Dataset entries
=======

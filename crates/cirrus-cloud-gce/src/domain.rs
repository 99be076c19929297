//! Compute Engine resource types

use chrono::{DateTime, Utc};
use serde::{Deserialize, Serialize};

/// A global VPC network
#[derive(Debug, Clone, PartialEq, Eq, Serialize, Deserialize)]
#[serde(rename_all = "camelCase")]
pub struct Network {
    pub id: String,

    #[serde(default)]
    pub creation_timestamp: Option<DateTime<Utc>>,

    pub self_link: String,

    pub name: String,

    #[serde(default)]
    pub description: Option<String>,

    /// Address range of a legacy network
    #[serde(default, rename = "IPv4Range")]
    pub range_ipv4: Option<String>,

    #[serde(default, rename = "gatewayIPv4")]
    pub gateway_ipv4: Option<String>,
}

/// Firewall attached to exactly one network
#[derive(Debug, Clone, PartialEq, Eq, Serialize, Deserialize)]
#[serde(rename_all = "camelCase")]
pub struct Firewall {
    pub id: String,

    pub self_link: String,

    pub name: String,

    /// URI of the network this firewall belongs to
    pub network: String,

    #[serde(default)]
    pub source_ranges: Vec<String>,

    #[serde(default)]
    pub source_tags: Vec<String>,

    /// Instances the firewall applies to; empty means every instance
    #[serde(default)]
    pub target_tags: Vec<String>,

    #[serde(default)]
    pub allowed: Vec<FirewallRule>,
}

/// One allow-rule of a firewall
#[derive(Debug, Clone, PartialEq, Eq, Serialize, Deserialize)]
pub struct FirewallRule {
    #[serde(rename = "IPProtocol")]
    pub ip_protocol: String,

    /// Single ports (`"22"`) or inclusive ranges (`"1000-2000"`)
    #[serde(default)]
    pub ports: Vec<String>,
}

impl FirewallRule {
    pub fn new(ip_protocol: impl Into<String>, ports: Vec<String>) -> Self {
        Self {
            ip_protocol: ip_protocol.into(),
            ports,
        }
    }
}

/// Parameters for inserting a firewall
#[derive(Debug, Clone, Default, PartialEq, Eq, Serialize, Deserialize)]
#[serde(rename_all = "camelCase")]
pub struct FirewallOptions {
    pub name: String,

    /// Network URI
    pub network: String,

    #[serde(default)]
    pub description: Option<String>,

    #[serde(default)]
    pub allowed: Vec<FirewallRule>,

    #[serde(default, skip_serializing_if = "Vec::is_empty")]
    pub source_ranges: Vec<String>,

    #[serde(default, skip_serializing_if = "Vec::is_empty")]
    pub source_tags: Vec<String>,

    #[serde(default, skip_serializing_if = "Vec::is_empty")]
    pub target_tags: Vec<String>,
}

impl FirewallOptions {
    pub fn new(name: impl Into<String>, network: impl Into<String>) -> Self {
        Self {
            name: name.into(),
            network: network.into(),
            ..Default::default()
        }
    }

    pub fn with_allowed_rule(mut self, rule: FirewallRule) -> Self {
        self.allowed.push(rule);
        self
    }

    pub fn with_source_ranges(mut self, ranges: Vec<String>) -> Self {
        self.source_ranges = ranges;
        self
    }

    pub fn with_source_tags(mut self, tags: Vec<String>) -> Self {
        self.source_tags = tags;
        self
    }

    pub fn with_target_tags(mut self, tags: Vec<String>) -> Self {
        self.target_tags = tags;
        self
    }
}

/// Status of a long-running operation
#[derive(Debug, Clone, Copy, PartialEq, Eq, Serialize, Deserialize)]
#[serde(rename_all = "SCREAMING_SNAKE_CASE")]
pub enum OperationStatus {
    Pending,
    Running,
    Done,
}

impl std::fmt::Display for OperationStatus {
    fn fmt(&self, f: &mut std::fmt::Formatter<'_>) -> std::fmt::Result {
        match self {
            OperationStatus::Pending => write!(f, "PENDING"),
            OperationStatus::Running => write!(f, "RUNNING"),
            OperationStatus::Done => write!(f, "DONE"),
        }
    }
}

/// Error detail attached to a failed operation
#[derive(Debug, Clone, PartialEq, Eq, Serialize, Deserialize)]
pub struct OperationErrorDetail {
    pub code: String,

    #[serde(default)]
    pub location: Option<String>,

    #[serde(default)]
    pub message: Option<String>,
}

/// Handle of an asynchronous mutation
#[derive(Debug, Clone, PartialEq, Eq, Serialize, Deserialize)]
#[serde(rename_all = "camelCase")]
pub struct Operation {
    pub id: String,

    pub name: String,

    pub self_link: String,

    /// URI of the resource being mutated
    #[serde(default)]
    pub target_link: Option<String>,

    /// e.g. "insert", "delete"
    #[serde(default)]
    pub operation_type: String,

    pub status: OperationStatus,

    /// Set once a DONE operation has failed
    #[serde(default)]
    pub http_error_status_code: Option<u16>,

    #[serde(default)]
    pub http_error_message: Option<String>,

    #[serde(default)]
    pub errors: Vec<OperationErrorDetail>,
}

impl Operation {
    pub fn is_done(&self) -> bool {
        self.status == OperationStatus::Done
    }

    /// Human-readable failure payload of the operation
    pub fn diagnostics(&self) -> String {
        let message = self
            .http_error_message
            .clone()
            .unwrap_or_else(|| "unknown error".to_string());
        if self.errors.is_empty() {
            return message;
        }
        match serde_json::to_string(&self.errors) {
            Ok(details) => format!("{message} {details}"),
            Err(_) => message,
        }
    }
}

/// Compute instance, reduced to what group lookup needs
#[derive(Debug, Clone, PartialEq, Eq, Serialize, Deserialize)]
#[serde(rename_all = "camelCase")]
pub struct Instance {
    pub id: String,

    pub name: String,

    pub self_link: String,

    #[serde(default)]
    pub tags: Tags,

    #[serde(default)]
    pub network_interfaces: Vec<NetworkInterface>,
}

#[derive(Debug, Clone, Default, PartialEq, Eq, Serialize, Deserialize)]
pub struct Tags {
    #[serde(default)]
    pub items: Vec<String>,

    #[serde(default)]
    pub fingerprint: Option<String>,
}

#[derive(Debug, Clone, PartialEq, Eq, Serialize, Deserialize)]
#[serde(rename_all = "camelCase")]
pub struct NetworkInterface {
    #[serde(default)]
    pub name: Option<String>,

    /// URI of the attached network
    pub network: String,

    #[serde(default, rename = "networkIP")]
    pub network_ip: Option<String>,
}

/// One page of a list call
#[derive(Debug, Clone, PartialEq, Eq, Serialize, Deserialize)]
#[serde(rename_all = "camelCase")]
pub struct ListPage<T> {
    #[serde(default = "Vec::new")]
    pub items: Vec<T>,

    #[serde(default)]
    pub next_page_token: Option<String>,
}

impl<T> ListPage<T> {
    pub fn new(items: Vec<T>, next_page_token: Option<String>) -> Self {
        Self {
            items,
            next_page_token,
        }
    }

    pub fn last(items: Vec<T>) -> Self {
        Self::new(items, None)
    }
}

/// Key of a network created on behalf of a security group
#[derive(Debug, Clone, PartialEq, Eq, Hash, Serialize, Deserialize)]
pub struct NetworkAndAddressRange {
    pub name: String,

    pub ipv4_range: String,

    #[serde(default)]
    pub gateway_ipv4: Option<String>,
}

impl NetworkAndAddressRange {
    pub fn new(name: impl Into<String>, ipv4_range: impl Into<String>) -> Self {
        Self {
            name: name.into(),
            ipv4_range: ipv4_range.into(),
            gateway_ipv4: None,
        }
    }

    pub fn with_gateway(mut self, gateway_ipv4: impl Into<String>) -> Self {
        self.gateway_ipv4 = Some(gateway_ipv4.into());
        self
    }
}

=======

Check the data above and report how many lines include the word "FirewallOptions", using a bare number.

2